Je ne sais pas si Guaidó et Duque s'entendraient. La relation entre les deux États est inexistante depuis presque vingt ans, toutes les commissions et structures ont disparu et les différences d'agenda sont nombreuses. Pour ce qui est du narcotrafic et des bandes armées à la frontière, il y aurait des points d'accord parce que Guaidó y trouverait son intérêt. Mais l'armée vénézuélienne est infiltrée par ces groupes et en pratique, ce sera difficile pour l'État vénézuélien de récupérer le monopole de la violence. Le thème de la frontière est l'un des plus tendus entre les deux pays, les militaires vénézuéliens passent à différents endroits. Depuis les accords de 1941, la frontière n'a cessé de bouger, à cause de divers phénomènes naturels et aucun accord n'a été trouvé entre les instituts de géographie des deux pays. Ce thème sera latent, le différend maritime aussi. Ils pourraient constituer un moyen de renforcer la cohésion des forces armées. Ces nouveaux leaders en Amérique latine qu'on dit de droite n'ont pas de communion idéologique. Quand l'ELN sera vue comme une force d'invasion du territoire vénézuélien, la Colombie, qui n'a pas su la contenir, sera désignée comme responsable. C'était la lecture du Venezuela sous Rafael Caldera (président de 1969 à 1974, et de 1994 à 1999). Ce sera aussi une façon d'obtenir une cohésion interne. Chaque pays a ses raisons d'État qui sont bien différentes. On verra alors si les présidents sont alliés.
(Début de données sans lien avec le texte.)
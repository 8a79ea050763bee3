use sondewatch::core::config::{ListenerKind, Settings, DEFAULT_UDP_PORT};
use sondewatch::core::tracker::TrackerConfig;
use sondewatch::SondeError;
use tempfile::TempDir;

#[test]
fn test_missing_file_is_created_with_defaults() {
    let temp_dir = TempDir::new().unwrap();
    let path = temp_dir.path().join("nested").join("config.json");

    let settings = Settings::load_from(&path).unwrap();
    assert!(path.exists(), "defaults should be written on first load");
    assert_eq!(settings, Settings::default());
    assert_eq!(settings.listener_type, ListenerKind::Udp);
    assert_eq!(settings.udp_broadcast.listen_port, DEFAULT_UDP_PORT);

    // Second load reads the file back
    assert_eq!(Settings::load_from(&path).unwrap(), settings);
}

#[test]
fn test_load_full_file() {
    let temp_dir = TempDir::new().unwrap();
    let path = temp_dir.path().join("config.json");
    std::fs::write(
        &path,
        r#"{
            "listener_location": {"latitude": 46.05, "longitude": 14.51, "altitude": 295},
            "notification_thresholds": {
                "distance_km": 35.5,
                "altitude_meters": 2500,
                "landing_point_timeout_minutes": 15
            },
            "udp_broadcast": {"enabled": false, "listen_port": 55000},
            "listener_type": "MQTT",
            "notifications": {"services": [
                {"url": "https://hooks.example.com/sonde", "enabled": true},
                {"url": "https://hooks.example.com/off", "enabled": false}
            ]}
        }"#,
    )
    .unwrap();

    let settings = Settings::load_from(&path).unwrap();
    assert_eq!(settings.listener_type, ListenerKind::Mqtt);
    assert_eq!(settings.notification_thresholds.landing_point_timeout_minutes, 15);
    assert_eq!(settings.udp_broadcast.listen_port, 55000);
    assert_eq!(
        settings.notifications.active_urls(),
        vec!["https://hooks.example.com/sonde".to_string()]
    );

    let tracker = TrackerConfig::from_settings(&settings).unwrap();
    assert_eq!(tracker.distance_km, 35.5);
    assert_eq!(tracker.altitude_threshold_m, 2500.0);
    assert_eq!(tracker.landing_timeout, Some(chrono::Duration::minutes(15)));
    assert_eq!(tracker.retention, chrono::Duration::hours(2));
}

#[test]
fn test_optional_sections_default() {
    let temp_dir = TempDir::new().unwrap();
    let path = temp_dir.path().join("config.json");
    std::fs::write(
        &path,
        r#"{
            "listener_location": {"latitude": 1, "longitude": 2},
            "notification_thresholds": {"distance_km": 20, "altitude_meters": 1000},
            "listener_type": "WEB"
        }"#,
    )
    .unwrap();

    let settings = Settings::load_from(&path).unwrap();
    assert_eq!(settings.listener_type, ListenerKind::Web);
    assert!(settings.udp_broadcast.enabled);
    assert!(settings.notifications.services.is_empty());

    let tracker = TrackerConfig::from_settings(&settings).unwrap();
    assert_eq!(tracker.landing_timeout, None);
}

#[test]
fn test_unknown_listener_fails_startup() {
    let temp_dir = TempDir::new().unwrap();
    let path = temp_dir.path().join("config.json");
    std::fs::write(
        &path,
        r#"{
            "listener_location": {"latitude": 1, "longitude": 2},
            "notification_thresholds": {"distance_km": 20, "altitude_meters": 1000},
            "listener_type": "APRS"
        }"#,
    )
    .unwrap();

    let err = Settings::load_from(&path).unwrap_err();
    assert!(matches!(err, SondeError::Config(_)));
    assert!(err.to_string().contains("APRS"), "error should name the bad value: {}", err);
}

#[test]
fn test_invalid_values_fail_startup() {
    let temp_dir = TempDir::new().unwrap();
    let path = temp_dir.path().join("config.json");
    std::fs::write(
        &path,
        r#"{
            "listener_location": {"latitude": 1, "longitude": 2},
            "notification_thresholds": {"distance_km": -5, "altitude_meters": 1000},
            "listener_type": "UDP"
        }"#,
    )
    .unwrap();

    assert!(matches!(Settings::load_from(&path), Err(SondeError::Config(_))));
}

#[test]
fn test_non_webhook_endpoint_fails_startup() {
    let temp_dir = TempDir::new().unwrap();
    let path = temp_dir.path().join("config.json");
    std::fs::write(
        &path,
        r#"{
            "listener_location": {"latitude": 1, "longitude": 2},
            "notification_thresholds": {"distance_km": 20, "altitude_meters": 1000},
            "listener_type": "UDP",
            "notifications": {"services": [{"url": "tgram://bottoken/chatid", "enabled": true}]}
        }"#,
    )
    .unwrap();

    let err = Settings::load_from(&path).unwrap_err();
    assert!(matches!(err, SondeError::Config(_)));
    assert!(err.to_string().contains("tgram://bottoken/chatid"), "{}", err);
}

#[test]
fn test_corrupted_file_is_an_error() {
    let temp_dir = TempDir::new().unwrap();
    let path = temp_dir.path().join("config.json");
    std::fs::write(&path, "{ not json").unwrap();

    assert!(Settings::load_from(&path).is_err());
}

#[test]
fn test_save_roundtrip() {
    let temp_dir = TempDir::new().unwrap();
    let path = temp_dir.path().join("config.json");

    let mut settings = Settings::default();
    settings.listener_location.latitude = -33.9;
    settings.listener_location.longitude = 151.2;
    settings.listener_type = ListenerKind::Web;
    settings.save_to(&path).unwrap();

    let raw = std::fs::read_to_string(&path).unwrap();
    assert!(raw.contains("\"listener_type\": \"WEB\""));
    assert_eq!(Settings::load_from(&path).unwrap(), settings);
}
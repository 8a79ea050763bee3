// Sondewatch Library - Public API

// Re-export error types
pub mod error;
pub use error::{Result, SondeError};

// Module declarations
pub mod commands;
pub mod core;
pub mod listeners;
pub mod notify;

// Re-export commonly used types
pub use core::config::{ListenerKind, Settings};
pub use core::telemetry::TelemetryRecord;
pub use core::tracker::{Alert, DeviceTracker, TrackerConfig};

// Initialize logging
pub fn init_logging(verbose: bool) {
    let level = if verbose {
        log::LevelFilter::Debug
    } else {
        log::LevelFilter::Info
    };

    env_logger::Builder::new()
        .filter_level(level)
        // rumqttc and rustls are chatty at debug
        .filter_module("rumqttc", log::LevelFilter::Warn)
        .filter_module("rustls", log::LevelFilter::Warn)
        .parse_default_env()
        .format_timestamp_secs()
        .init();
}
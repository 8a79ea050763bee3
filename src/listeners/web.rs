//! radiosondy.info live map poller.

use async_trait::async_trait;
use chrono::Utc;
use serde_json::Value;
use std::time::Duration;
use tokio::sync::broadcast;
use tokio::time::{interval, MissedTickBehavior};
use url::Url;

use super::{Listener, RecordCallback};
use crate::core::config::ListenerKind;
use crate::core::telemetry::{normalize_feature_collection, TelemetryRecord};
use crate::error::{Result, SondeError};

pub const RADIOSONDY_EXPORT_URL: &str = "https://s1.radiosondy.info/export/export_map.php?live_map=1";
pub const POLL_INTERVAL: Duration = Duration::from_secs(10);

const REQUEST_TIMEOUT: Duration = Duration::from_secs(15);
// The export endpoint rejects requests without a browser user agent
const BROWSER_USER_AGENT: &str = "Mozilla/5.0 (Windows NT 10.0; Win64; x64) AppleWebKit/537.36 (KHTML, like Gecko) Chrome/131.0.0.0 Safari/537.36";

pub struct WebListener {
    client: reqwest::Client,
    endpoint: Url,
    poll_interval: Duration,
}

impl WebListener {
    pub fn new() -> Result<Self> {
        Self::with_endpoint(RADIOSONDY_EXPORT_URL, POLL_INTERVAL)
    }

    pub fn with_endpoint(endpoint: &str, poll_interval: Duration) -> Result<Self> {
        let endpoint = Url::parse(endpoint).map_err(|e| {
            SondeError::config(format!("Invalid web endpoint '{}': {}", endpoint, e))
        })?;

        let client = reqwest::Client::builder()
            .timeout(REQUEST_TIMEOUT)
            .user_agent(BROWSER_USER_AGENT)
            .build()?;

        Ok(Self {
            client,
            endpoint,
            poll_interval,
        })
    }

    /// Endpoint with a cache-busting timestamp appended
    fn request_url(&self) -> Url {
        let mut url = self.endpoint.clone();
        url.query_pairs_mut()
            .append_pair("_", &Utc::now().timestamp_millis().to_string());
        url
    }

    /// Fetch the feature collection. `Ok(None)` for a non-success status.
    async fn fetch(&self) -> Result<Option<Value>> {
        let response = self.client.get(self.request_url()).send().await?;

        if !response.status().is_success() {
            log::error!(
                "Failed to fetch data from online source. Status code: {}",
                response.status()
            );
            return Ok(None);
        }

        Ok(Some(response.json::<Value>().await?))
    }

    /// One poll cycle. Every failure mode yields an empty batch.
    pub async fn poll_once(&self) -> Vec<TelemetryRecord> {
        match self.fetch().await {
            Ok(Some(body)) => {
                let records = normalize_feature_collection(&body, Utc::now());
                log::debug!("Fetched {} records from {}", records.len(), self.endpoint);
                records
            }
            Ok(None) => Vec::new(),
            Err(e) => {
                log::warn!("Polling {} failed: {}", self.endpoint, e);
                Vec::new()
            }
        }
    }
}

#[async_trait]
impl Listener for WebListener {
    fn kind(&self) -> ListenerKind {
        ListenerKind::Web
    }

    async fn listen(
        &mut self,
        on_record: RecordCallback,
        mut shutdown: broadcast::Receiver<()>,
    ) -> Result<()> {
        log::info!(
            "Polling {} every {} seconds",
            self.endpoint,
            self.poll_interval.as_secs()
        );

        let mut ticker = interval(self.poll_interval);
        ticker.set_missed_tick_behavior(MissedTickBehavior::Skip);

        loop {
            tokio::select! {
                _ = shutdown.recv() => break,
                _ = ticker.tick() => {
                    let records = tokio::select! {
                        _ = shutdown.recv() => break,
                        records = self.poll_once() => records,
                    };
                    for record in records {
                        on_record(record);
                    }
                }
            }
        }

        Ok(())
    }
}
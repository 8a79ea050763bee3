use std::io;
use thiserror::Error;

/// Custom error type for the sondewatch library
#[derive(Error, Debug)]
pub enum SondeError {
    #[error("IO error: {0}")]
    Io(#[from] io::Error),

    #[error("Configuration error: {0}")]
    Config(String),

    #[error("JSON error: {0}")]
    Json(#[from] serde_json::Error),

    #[error("HTTP error: {0}")]
    Http(#[from] reqwest::Error),

    #[error("Invalid coordinate: latitude {lat}, longitude {lon}")]
    InvalidCoordinate { lat: f64, lon: f64 },

    #[error("Unknown listener type '{0}' (expected one of: UDP, MQTT, WEB)")]
    UnknownListener(String),

    #[error("Malformed telemetry: {0}")]
    Normalize(String),

    #[error("{0}")]
    Other(String),
}

/// Result type alias for the sondewatch library
pub type Result<T> = std::result::Result<T, SondeError>;

impl SondeError {
    /// Create a config error
    pub fn config<S: Into<String>>(msg: S) -> Self {
        SondeError::Config(msg.into())
    }

    /// Create a normalization error for a payload that cannot become a record
    pub fn normalize<S: Into<String>>(msg: S) -> Self {
        SondeError::Normalize(msg.into())
    }

    /// Create a generic error
    pub fn other<S: Into<String>>(msg: S) -> Self {
        SondeError::Other(msg.into())
    }
}
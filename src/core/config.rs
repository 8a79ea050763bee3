use serde::{Deserialize, Serialize};
use std::fmt;
use std::fs;
use std::path::{Path, PathBuf};
use std::str::FromStr;

use crate::core::geo::Coordinate;
use crate::error::{Result, SondeError};

/// Transport the tracker reads telemetry from
#[derive(Debug, Clone, Copy, PartialEq, Eq, Hash, Serialize, Deserialize)]
pub enum ListenerKind {
    /// Local auto_rx UDP broadcast
    #[serde(rename = "UDP")]
    Udp,
    /// SondeHub MQTT feed
    #[serde(rename = "MQTT")]
    Mqtt,
    /// radiosondy.info polling
    #[serde(rename = "WEB")]
    Web,
}

impl ListenerKind {
    pub fn name(&self) -> &'static str {
        match self {
            ListenerKind::Udp => "UDP",
            ListenerKind::Mqtt => "MQTT",
            ListenerKind::Web => "WEB",
        }
    }
}

impl fmt::Display for ListenerKind {
    fn fmt(&self, f: &mut fmt::Formatter<'_>) -> fmt::Result {
        f.write_str(self.name())
    }
}

impl FromStr for ListenerKind {
    type Err = SondeError;

    fn from_str(s: &str) -> Result<Self> {
        match s.trim().to_ascii_uppercase().as_str() {
            "UDP" => Ok(ListenerKind::Udp),
            "MQTT" => Ok(ListenerKind::Mqtt),
            "WEB" | "HTTP" => Ok(ListenerKind::Web),
            _ => Err(SondeError::UnknownListener(s.to_string())),
        }
    }
}

#[derive(Debug, Clone, PartialEq, Serialize, Deserialize)]
pub struct ListenerLocation {
    pub latitude: f64,
    pub longitude: f64,
    #[serde(default)]
    pub altitude: f64,
}

impl ListenerLocation {
    pub fn coordinate(&self) -> Result<Coordinate> {
        Coordinate::new(self.latitude, self.longitude)
    }
}

#[derive(Debug, Clone, PartialEq, Serialize, Deserialize)]
pub struct NotificationThresholds {
    /// Alert when a sonde is within this many kilometres of home
    pub distance_km: f64,
    /// Alert when a sonde is below this altitude (metres)
    pub altitude_meters: f64,
    /// Minutes of silence before a landing alert; 0 disables landing alerts
    #[serde(default)]
    pub landing_point_timeout_minutes: u32,
}

#[derive(Debug, Clone, PartialEq, Serialize, Deserialize)]
pub struct UdpBroadcast {
    #[serde(default = "default_true")]
    pub enabled: bool,
    #[serde(default = "default_udp_port")]
    pub listen_port: u16,
}

#[derive(Debug, Clone, PartialEq, Serialize, Deserialize)]
pub struct NotificationService {
    pub url: String,
    #[serde(default = "default_true")]
    pub enabled: bool,
}

#[derive(Debug, Clone, Default, PartialEq, Serialize, Deserialize)]
pub struct Notifications {
    #[serde(default)]
    pub services: Vec<NotificationService>,
}

impl Notifications {
    /// Enabled services with a non-empty URL
    pub fn active_urls(&self) -> Vec<String> {
        self.services
            .iter()
            .filter(|s| s.enabled && !s.url.trim().is_empty())
            .map(|s| s.url.trim().to_string())
            .collect()
    }
}

/// Application settings, loaded once at startup
#[derive(Debug, Clone, PartialEq, Serialize, Deserialize)]
pub struct Settings {
    pub listener_location: ListenerLocation,
    pub notification_thresholds: NotificationThresholds,
    #[serde(default)]
    pub udp_broadcast: UdpBroadcast,
    pub listener_type: ListenerKind,
    #[serde(default)]
    pub notifications: Notifications,
}

pub const DEFAULT_UDP_PORT: u16 = 55673;

fn default_true() -> bool {
    true
}

fn default_udp_port() -> u16 {
    DEFAULT_UDP_PORT
}

impl Default for UdpBroadcast {
    fn default() -> Self {
        Self {
            enabled: true,
            listen_port: DEFAULT_UDP_PORT,
        }
    }
}

impl Default for Settings {
    fn default() -> Self {
        Self {
            listener_location: ListenerLocation {
                latitude: 0.0,
                longitude: 0.0,
                altitude: 0.0,
            },
            notification_thresholds: NotificationThresholds {
                distance_km: 20.0,
                altitude_meters: 1000.0,
                landing_point_timeout_minutes: 0,
            },
            udp_broadcast: UdpBroadcast::default(),
            listener_type: ListenerKind::Udp,
            notifications: Notifications {
                services: vec![NotificationService {
                    url: String::new(),
                    enabled: true,
                }],
            },
        }
    }
}

impl Settings {
    /// Load settings from the default location, creating the file with
    /// defaults on first run.
    pub fn load() -> Result<Self> {
        Self::load_from(&Self::default_path()?)
    }

    /// Load and validate settings from `path`. A missing file is created with
    /// default settings.
    pub fn load_from(path: &Path) -> Result<Self> {
        if !path.exists() {
            log::info!("No settings file at {:?}, writing defaults", path);
            let settings = Settings::default();
            settings.save_to(path)?;
            return Ok(settings);
        }

        let data = fs::read_to_string(path).map_err(|e| {
            SondeError::config(format!("Failed to read settings file {:?}: {}", path, e))
        })?;

        let settings: Settings = serde_json::from_str(&data).map_err(|e| {
            SondeError::config(format!("Invalid settings file {:?}: {}", path, e))
        })?;

        settings.validate()?;
        Ok(settings)
    }

    pub fn save_to(&self, path: &Path) -> Result<()> {
        if let Some(parent) = path.parent() {
            fs::create_dir_all(parent)?;
        }

        let data = serde_json::to_string_pretty(self)?;
        fs::write(path, data)?;
        Ok(())
    }

    pub fn default_path() -> Result<PathBuf> {
        let config_dir = dirs::config_dir()
            .ok_or_else(|| SondeError::config("Could not determine config directory"))?;

        Ok(config_dir.join("sondewatch").join("config.json"))
    }

    /// Validated home position
    pub fn home(&self) -> Result<Coordinate> {
        self.listener_location.coordinate()
    }

    /// Reject settings the tracker cannot run with
    pub fn validate(&self) -> Result<()> {
        self.home().map_err(|e| SondeError::config(format!("listener_location: {}", e)))?;

        let thresholds = &self.notification_thresholds;
        if !thresholds.distance_km.is_finite() || thresholds.distance_km <= 0.0 {
            return Err(SondeError::config(format!(
                "notification_thresholds.distance_km must be positive, got {}",
                thresholds.distance_km
            )));
        }

        if !thresholds.altitude_meters.is_finite() {
            return Err(SondeError::config(
                "notification_thresholds.altitude_meters must be a finite number",
            ));
        }

        if self.listener_type == ListenerKind::Udp && !self.udp_broadcast.enabled {
            return Err(SondeError::config(
                "listener_type is UDP but udp_broadcast.enabled is false",
            ));
        }

        for service in self.notifications.services.iter().filter(|s| s.enabled) {
            let url = service.url.trim();
            if url.is_empty() {
                continue;
            }
            let parsed = url::Url::parse(url).map_err(|e| {
                SondeError::config(format!("Invalid notification URL '{}': {}", url, e))
            })?;
            if !matches!(parsed.scheme(), "http" | "https") {
                return Err(SondeError::config(format!(
                    "Unsupported notification scheme '{}' in '{}' (only http and https webhooks)",
                    parsed.scheme(),
                    url
                )));
            }
        }

        Ok(())
    }
}
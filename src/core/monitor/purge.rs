//! Periodic landing detection and eviction.

use chrono::{DateTime, Utc};
use tokio::sync::broadcast;
use tokio::time::{interval, Duration, MissedTickBehavior};

use super::SharedTracker;
use crate::core::tracker::SweepReport;
use crate::notify::AlertSink;

/// How often the store is swept
pub const PURGE_INTERVAL: Duration = Duration::from_secs(60);

/// Sweep `tracker` once at `now` and hand landing alerts to `sink`.
pub fn run_sweep(tracker: &SharedTracker, sink: &dyn AlertSink, now: DateTime<Utc>) -> SweepReport {
    let report = tracker.lock().sweep(now);

    for alert in &report.landings {
        sink.dispatch(alert.clone());
    }

    report
}

/// Task that sweeps the tracker every `period` until shutdown.
///
/// The first sweep runs immediately.
pub async fn purge_task(
    tracker: SharedTracker,
    sink: std::sync::Arc<dyn AlertSink>,
    period: Duration,
    mut shutdown: broadcast::Receiver<()>,
) {
    log::debug!("Purge task started ({}s interval)", period.as_secs());

    let mut ticker = interval(period);
    ticker.set_missed_tick_behavior(MissedTickBehavior::Skip);

    loop {
        tokio::select! {
            _ = ticker.tick() => {
                let report = run_sweep(&tracker, sink.as_ref(), Utc::now());
                let remaining = tracker.lock().len();
                log::debug!(
                    "Sweep: {} landing alert(s), {} purged, {} tracked",
                    report.landings.len(),
                    report.purged.len(),
                    remaining
                );
            }
            _ = shutdown.recv() => {
                log::info!("Purge task stopped");
                break;
            }
        }
    }
}
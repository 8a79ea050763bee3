//! Orchestrates the active listener and the purge loop.

use std::sync::Arc;
use tokio::sync::broadcast;
use tokio::time::Duration;

use super::{purge_task, record_handler, shared, SharedTracker, PURGE_INTERVAL};
use crate::core::tracker::{DeviceTracker, TrackerConfig};
use crate::error::Result;
use crate::listeners::{Listener, ListenerHandle};
use crate::notify::AlertSink;

/// Owns the shared tracker and runs one listener plus the purge loop.
pub struct Monitor {
    tracker: SharedTracker,
    sink: Arc<dyn AlertSink>,
    purge_interval: Duration,
}

enum Exit {
    Requested,
    ListenerEnded(Result<()>),
}

impl Monitor {
    pub fn new(config: TrackerConfig, sink: Arc<dyn AlertSink>) -> Self {
        Self {
            tracker: shared(DeviceTracker::new(config)),
            sink,
            purge_interval: PURGE_INTERVAL,
        }
    }

    pub fn with_purge_interval(mut self, purge_interval: Duration) -> Self {
        self.purge_interval = purge_interval;
        self
    }

    pub fn tracker(&self) -> SharedTracker {
        self.tracker.clone()
    }

    /// Run until `shutdown` fires or the listener ends on its own.
    ///
    /// If the listener ends without being asked to (a bind failure, say) its
    /// result is returned once the purge loop has been stopped.
    pub async fn run(
        self,
        listener: Box<dyn Listener>,
        mut shutdown: broadcast::Receiver<()>,
    ) -> Result<()> {
        let (purge_shutdown_tx, purge_shutdown_rx) = broadcast::channel(1);
        let purge = tokio::spawn(purge_task(
            self.tracker.clone(),
            self.sink.clone(),
            self.purge_interval,
            purge_shutdown_rx,
        ));

        let mut handle = ListenerHandle::start(
            listener,
            record_handler(self.tracker.clone(), self.sink.clone()),
        );
        log::info!("{} listener started", handle.kind());

        let exit = tokio::select! {
            _ = shutdown.recv() => Exit::Requested,
            result = handle.finished() => Exit::ListenerEnded(result),
        };

        let outcome = match exit {
            Exit::Requested => {
                log::info!("Shutdown requested, stopping {} listener", handle.kind());
                handle.stop().await
            }
            Exit::ListenerEnded(result) => result,
        };

        let _ = purge_shutdown_tx.send(());
        if let Err(e) = purge.await {
            log::error!("Purge task panicked: {}", e);
        }

        let tracked = self.tracker.lock().len();
        log::info!("Monitor stopped with {} radiosonde(s) tracked", tracked);

        outcome
    }
}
Il n'y aurait donc pas de bénéfice particulier pour la Colombie à un changement de régime au Venezuela ?
On pourrait rénover les institutions bilatérales, les commissions qui se sont perdues avec le chavisme. Le thème de la migration a été un caillou dans la chaussure de la Colombie quand elle avait beaucoup de citoyens au Venezuela, elle a ignoré le problème. Le Venezuela fait la même chose. La grande majorité de ses citoyens ne rentreront pas. Il faudrait des accords pour les régulariser, mais je ne suis pas sûr que la Colombie soit disposée à le faire. Il y a tout un discours de soutien au Venezuela pour faire tomber Nicolás Maduro, mais on ne parle pas du thème migratoire, sur le fond. Le président pense que si Maduro part, tous les Vénézuéliens rentreront chez eux. Quand il se rendra compte que ce n'est pas le cas, son attitude changera peut-être envers la migration vénézuélienne.